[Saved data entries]
__________
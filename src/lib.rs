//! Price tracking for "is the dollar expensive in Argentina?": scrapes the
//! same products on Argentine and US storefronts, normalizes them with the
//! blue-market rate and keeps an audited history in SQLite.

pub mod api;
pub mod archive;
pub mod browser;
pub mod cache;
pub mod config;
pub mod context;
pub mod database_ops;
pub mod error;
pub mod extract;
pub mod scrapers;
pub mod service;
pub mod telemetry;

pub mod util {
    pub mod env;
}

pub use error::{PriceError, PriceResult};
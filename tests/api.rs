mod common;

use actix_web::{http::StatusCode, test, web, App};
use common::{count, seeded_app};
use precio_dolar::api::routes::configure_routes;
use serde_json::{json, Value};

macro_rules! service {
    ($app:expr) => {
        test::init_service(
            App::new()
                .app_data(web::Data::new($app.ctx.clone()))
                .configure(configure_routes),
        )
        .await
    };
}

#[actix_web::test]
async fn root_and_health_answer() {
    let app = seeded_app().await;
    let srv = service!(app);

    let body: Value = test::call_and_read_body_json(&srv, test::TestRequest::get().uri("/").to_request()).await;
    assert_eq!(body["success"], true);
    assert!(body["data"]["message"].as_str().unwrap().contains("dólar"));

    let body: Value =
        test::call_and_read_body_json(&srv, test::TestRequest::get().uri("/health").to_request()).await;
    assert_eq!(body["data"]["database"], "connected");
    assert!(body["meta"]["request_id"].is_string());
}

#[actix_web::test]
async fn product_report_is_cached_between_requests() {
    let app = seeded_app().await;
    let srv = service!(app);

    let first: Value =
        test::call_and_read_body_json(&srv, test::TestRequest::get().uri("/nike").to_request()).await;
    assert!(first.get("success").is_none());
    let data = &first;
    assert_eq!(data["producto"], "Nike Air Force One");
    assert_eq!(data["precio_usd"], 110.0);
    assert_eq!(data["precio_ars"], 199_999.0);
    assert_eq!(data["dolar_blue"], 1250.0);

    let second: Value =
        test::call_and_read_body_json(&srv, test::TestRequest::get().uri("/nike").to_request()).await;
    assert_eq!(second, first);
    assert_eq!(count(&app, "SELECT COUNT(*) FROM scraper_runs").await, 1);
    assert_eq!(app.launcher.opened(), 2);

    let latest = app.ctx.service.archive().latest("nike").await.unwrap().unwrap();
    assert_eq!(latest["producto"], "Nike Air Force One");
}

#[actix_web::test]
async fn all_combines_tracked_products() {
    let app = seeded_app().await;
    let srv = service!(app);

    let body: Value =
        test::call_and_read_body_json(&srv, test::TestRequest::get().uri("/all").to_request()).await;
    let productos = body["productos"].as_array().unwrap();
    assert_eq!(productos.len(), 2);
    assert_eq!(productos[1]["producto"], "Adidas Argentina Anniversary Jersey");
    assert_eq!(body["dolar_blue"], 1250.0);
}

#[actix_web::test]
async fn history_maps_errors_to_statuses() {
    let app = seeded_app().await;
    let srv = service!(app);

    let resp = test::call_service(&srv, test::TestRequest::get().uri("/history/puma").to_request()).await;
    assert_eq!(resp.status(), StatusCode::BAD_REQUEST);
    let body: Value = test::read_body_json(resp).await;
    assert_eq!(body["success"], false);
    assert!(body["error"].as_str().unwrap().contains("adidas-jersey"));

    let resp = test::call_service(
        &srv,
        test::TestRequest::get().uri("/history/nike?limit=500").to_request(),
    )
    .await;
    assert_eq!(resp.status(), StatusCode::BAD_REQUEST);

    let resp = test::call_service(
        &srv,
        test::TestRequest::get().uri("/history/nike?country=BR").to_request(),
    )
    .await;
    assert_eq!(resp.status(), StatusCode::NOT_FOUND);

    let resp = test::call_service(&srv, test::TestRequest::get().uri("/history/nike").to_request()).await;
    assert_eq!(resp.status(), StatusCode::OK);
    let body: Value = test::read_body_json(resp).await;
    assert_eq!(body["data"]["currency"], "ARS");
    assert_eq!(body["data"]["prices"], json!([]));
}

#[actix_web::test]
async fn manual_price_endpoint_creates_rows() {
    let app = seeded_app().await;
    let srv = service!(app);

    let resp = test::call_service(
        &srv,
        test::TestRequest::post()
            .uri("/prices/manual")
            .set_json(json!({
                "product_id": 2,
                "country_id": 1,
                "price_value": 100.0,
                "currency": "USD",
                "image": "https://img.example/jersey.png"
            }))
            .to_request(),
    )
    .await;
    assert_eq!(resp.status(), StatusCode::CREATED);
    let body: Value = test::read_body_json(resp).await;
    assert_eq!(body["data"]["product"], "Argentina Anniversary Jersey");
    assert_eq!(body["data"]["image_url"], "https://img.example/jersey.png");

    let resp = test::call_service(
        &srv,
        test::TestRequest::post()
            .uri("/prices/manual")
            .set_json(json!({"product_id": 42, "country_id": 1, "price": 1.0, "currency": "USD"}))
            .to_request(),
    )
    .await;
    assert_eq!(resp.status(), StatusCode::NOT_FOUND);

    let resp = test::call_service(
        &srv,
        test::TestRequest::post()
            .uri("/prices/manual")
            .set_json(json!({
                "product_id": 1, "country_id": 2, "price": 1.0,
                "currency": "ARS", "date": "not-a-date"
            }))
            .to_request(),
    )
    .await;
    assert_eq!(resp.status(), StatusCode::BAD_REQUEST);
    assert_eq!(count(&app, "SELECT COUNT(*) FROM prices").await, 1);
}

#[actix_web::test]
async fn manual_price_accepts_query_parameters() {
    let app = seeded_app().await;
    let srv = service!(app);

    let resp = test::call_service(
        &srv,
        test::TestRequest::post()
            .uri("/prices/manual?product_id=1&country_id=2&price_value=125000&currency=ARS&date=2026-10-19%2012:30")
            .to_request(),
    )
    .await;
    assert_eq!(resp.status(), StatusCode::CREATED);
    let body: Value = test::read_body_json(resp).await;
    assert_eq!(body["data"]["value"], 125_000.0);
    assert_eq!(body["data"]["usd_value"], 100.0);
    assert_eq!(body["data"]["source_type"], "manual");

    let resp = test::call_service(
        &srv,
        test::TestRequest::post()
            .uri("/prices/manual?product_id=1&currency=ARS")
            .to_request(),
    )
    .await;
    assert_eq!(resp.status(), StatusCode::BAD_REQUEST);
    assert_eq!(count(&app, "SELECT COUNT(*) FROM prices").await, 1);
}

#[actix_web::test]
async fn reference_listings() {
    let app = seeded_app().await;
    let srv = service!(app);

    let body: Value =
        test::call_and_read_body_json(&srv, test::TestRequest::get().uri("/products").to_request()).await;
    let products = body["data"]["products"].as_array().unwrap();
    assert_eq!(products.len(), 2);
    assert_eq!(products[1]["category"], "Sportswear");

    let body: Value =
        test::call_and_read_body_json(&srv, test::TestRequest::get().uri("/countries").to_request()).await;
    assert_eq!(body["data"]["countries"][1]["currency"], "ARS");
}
__________
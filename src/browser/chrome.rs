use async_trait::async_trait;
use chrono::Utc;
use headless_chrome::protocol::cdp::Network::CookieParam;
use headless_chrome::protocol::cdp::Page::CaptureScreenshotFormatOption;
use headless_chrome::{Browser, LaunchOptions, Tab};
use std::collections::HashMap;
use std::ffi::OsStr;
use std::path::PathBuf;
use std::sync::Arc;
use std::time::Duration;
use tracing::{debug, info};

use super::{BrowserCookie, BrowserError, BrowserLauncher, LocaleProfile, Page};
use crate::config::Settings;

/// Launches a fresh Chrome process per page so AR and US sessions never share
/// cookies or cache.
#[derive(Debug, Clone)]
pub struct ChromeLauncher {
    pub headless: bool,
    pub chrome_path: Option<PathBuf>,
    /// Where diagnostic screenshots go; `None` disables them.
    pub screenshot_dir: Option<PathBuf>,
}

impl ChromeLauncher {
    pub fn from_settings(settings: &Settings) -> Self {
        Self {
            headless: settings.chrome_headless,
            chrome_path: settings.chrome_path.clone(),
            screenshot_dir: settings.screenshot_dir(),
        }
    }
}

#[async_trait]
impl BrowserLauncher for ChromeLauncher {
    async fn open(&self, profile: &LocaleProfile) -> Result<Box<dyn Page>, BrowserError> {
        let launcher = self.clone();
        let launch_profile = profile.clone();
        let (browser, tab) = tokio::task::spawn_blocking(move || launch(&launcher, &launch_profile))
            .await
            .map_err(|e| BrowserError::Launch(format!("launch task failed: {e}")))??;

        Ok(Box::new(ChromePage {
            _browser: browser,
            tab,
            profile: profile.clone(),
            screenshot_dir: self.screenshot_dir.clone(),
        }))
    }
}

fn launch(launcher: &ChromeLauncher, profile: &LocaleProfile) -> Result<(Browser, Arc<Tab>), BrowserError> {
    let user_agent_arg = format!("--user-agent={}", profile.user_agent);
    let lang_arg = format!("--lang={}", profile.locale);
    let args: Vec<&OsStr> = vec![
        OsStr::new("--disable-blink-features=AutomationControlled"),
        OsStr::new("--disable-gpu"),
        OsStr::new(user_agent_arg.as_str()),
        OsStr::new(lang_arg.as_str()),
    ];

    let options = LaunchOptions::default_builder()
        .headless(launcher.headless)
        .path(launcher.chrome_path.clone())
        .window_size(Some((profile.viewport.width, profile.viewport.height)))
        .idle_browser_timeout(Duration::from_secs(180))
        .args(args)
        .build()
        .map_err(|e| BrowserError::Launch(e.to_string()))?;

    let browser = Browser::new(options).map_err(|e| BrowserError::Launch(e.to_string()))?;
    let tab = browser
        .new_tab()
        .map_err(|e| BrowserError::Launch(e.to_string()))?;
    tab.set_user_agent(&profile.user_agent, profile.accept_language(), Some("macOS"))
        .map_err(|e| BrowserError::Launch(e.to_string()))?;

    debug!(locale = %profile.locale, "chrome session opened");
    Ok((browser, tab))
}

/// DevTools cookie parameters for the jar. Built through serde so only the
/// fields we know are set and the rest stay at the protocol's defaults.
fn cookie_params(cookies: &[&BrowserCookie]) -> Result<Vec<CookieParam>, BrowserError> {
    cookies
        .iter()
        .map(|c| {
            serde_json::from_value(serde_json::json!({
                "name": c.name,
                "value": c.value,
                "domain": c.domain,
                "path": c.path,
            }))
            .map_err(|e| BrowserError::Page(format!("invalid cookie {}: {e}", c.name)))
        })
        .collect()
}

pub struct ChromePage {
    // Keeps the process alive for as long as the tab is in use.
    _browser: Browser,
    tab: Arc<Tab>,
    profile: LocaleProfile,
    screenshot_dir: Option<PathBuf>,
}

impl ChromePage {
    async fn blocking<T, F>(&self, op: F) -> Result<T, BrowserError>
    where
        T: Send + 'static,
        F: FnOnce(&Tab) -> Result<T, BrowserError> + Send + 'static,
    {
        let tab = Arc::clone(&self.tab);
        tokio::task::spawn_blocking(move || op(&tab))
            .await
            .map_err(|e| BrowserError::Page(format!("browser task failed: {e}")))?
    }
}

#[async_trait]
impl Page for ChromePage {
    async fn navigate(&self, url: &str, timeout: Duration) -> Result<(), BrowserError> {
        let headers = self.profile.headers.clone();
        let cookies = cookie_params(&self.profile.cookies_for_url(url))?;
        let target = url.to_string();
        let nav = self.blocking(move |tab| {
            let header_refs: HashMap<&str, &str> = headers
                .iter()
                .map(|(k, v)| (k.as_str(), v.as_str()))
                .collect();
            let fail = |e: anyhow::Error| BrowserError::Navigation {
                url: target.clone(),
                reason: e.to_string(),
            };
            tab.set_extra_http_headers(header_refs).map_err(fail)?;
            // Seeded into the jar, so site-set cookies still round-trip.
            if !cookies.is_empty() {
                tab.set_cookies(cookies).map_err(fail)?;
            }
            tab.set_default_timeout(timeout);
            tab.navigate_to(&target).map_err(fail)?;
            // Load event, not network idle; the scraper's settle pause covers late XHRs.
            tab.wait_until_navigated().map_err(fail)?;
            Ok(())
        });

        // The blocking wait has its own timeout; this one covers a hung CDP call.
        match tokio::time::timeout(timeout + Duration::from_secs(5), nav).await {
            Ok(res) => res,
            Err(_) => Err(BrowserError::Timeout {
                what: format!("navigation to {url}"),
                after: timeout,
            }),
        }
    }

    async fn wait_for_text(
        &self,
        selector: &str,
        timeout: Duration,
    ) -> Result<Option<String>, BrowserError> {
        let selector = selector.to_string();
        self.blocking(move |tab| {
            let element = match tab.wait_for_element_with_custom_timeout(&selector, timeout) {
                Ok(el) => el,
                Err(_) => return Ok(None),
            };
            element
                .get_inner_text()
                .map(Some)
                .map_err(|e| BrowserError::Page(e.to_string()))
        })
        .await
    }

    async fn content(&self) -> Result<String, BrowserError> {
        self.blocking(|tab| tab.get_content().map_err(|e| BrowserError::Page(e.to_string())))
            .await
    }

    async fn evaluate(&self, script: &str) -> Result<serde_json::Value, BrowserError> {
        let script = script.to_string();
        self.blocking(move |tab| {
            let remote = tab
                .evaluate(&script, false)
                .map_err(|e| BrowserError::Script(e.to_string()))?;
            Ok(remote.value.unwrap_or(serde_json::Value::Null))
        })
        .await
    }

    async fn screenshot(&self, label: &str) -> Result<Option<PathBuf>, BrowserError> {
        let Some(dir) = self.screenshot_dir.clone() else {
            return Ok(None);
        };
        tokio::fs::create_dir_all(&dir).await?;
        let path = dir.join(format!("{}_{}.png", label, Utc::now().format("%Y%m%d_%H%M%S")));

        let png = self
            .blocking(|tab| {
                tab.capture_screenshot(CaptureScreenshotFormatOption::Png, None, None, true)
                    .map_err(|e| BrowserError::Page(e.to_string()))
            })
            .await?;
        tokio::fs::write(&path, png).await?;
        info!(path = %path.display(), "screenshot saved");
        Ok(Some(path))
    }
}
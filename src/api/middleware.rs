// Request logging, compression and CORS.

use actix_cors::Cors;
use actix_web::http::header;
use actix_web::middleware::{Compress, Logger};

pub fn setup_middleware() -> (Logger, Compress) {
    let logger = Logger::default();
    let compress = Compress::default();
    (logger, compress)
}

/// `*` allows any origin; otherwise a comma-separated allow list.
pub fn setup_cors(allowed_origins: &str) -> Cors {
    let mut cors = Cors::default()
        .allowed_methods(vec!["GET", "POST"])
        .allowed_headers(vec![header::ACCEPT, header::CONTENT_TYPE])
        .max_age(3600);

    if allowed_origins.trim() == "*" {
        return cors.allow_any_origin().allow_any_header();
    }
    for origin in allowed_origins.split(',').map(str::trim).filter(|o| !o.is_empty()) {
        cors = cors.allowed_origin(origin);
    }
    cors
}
__________
EXERCISE BRIEF: Above are the records; print exactly the lines from the line with "tokio::fs::create_dir_all(&dir).await?;" to the line with "None, None, true)", including both, and nothing else.

OUTPUT OF THE EXERCISE:
        tokio::fs::create_dir_all(&dir).await?;
        let path = dir.join(format!("{}_{}.png", label, Utc::now().format("%Y%m%d_%H%M%S")));

        let png = self
            .blocking(|tab| {
                tab.capture_screenshot(CaptureScreenshotFormatOption::Png, None, None, true)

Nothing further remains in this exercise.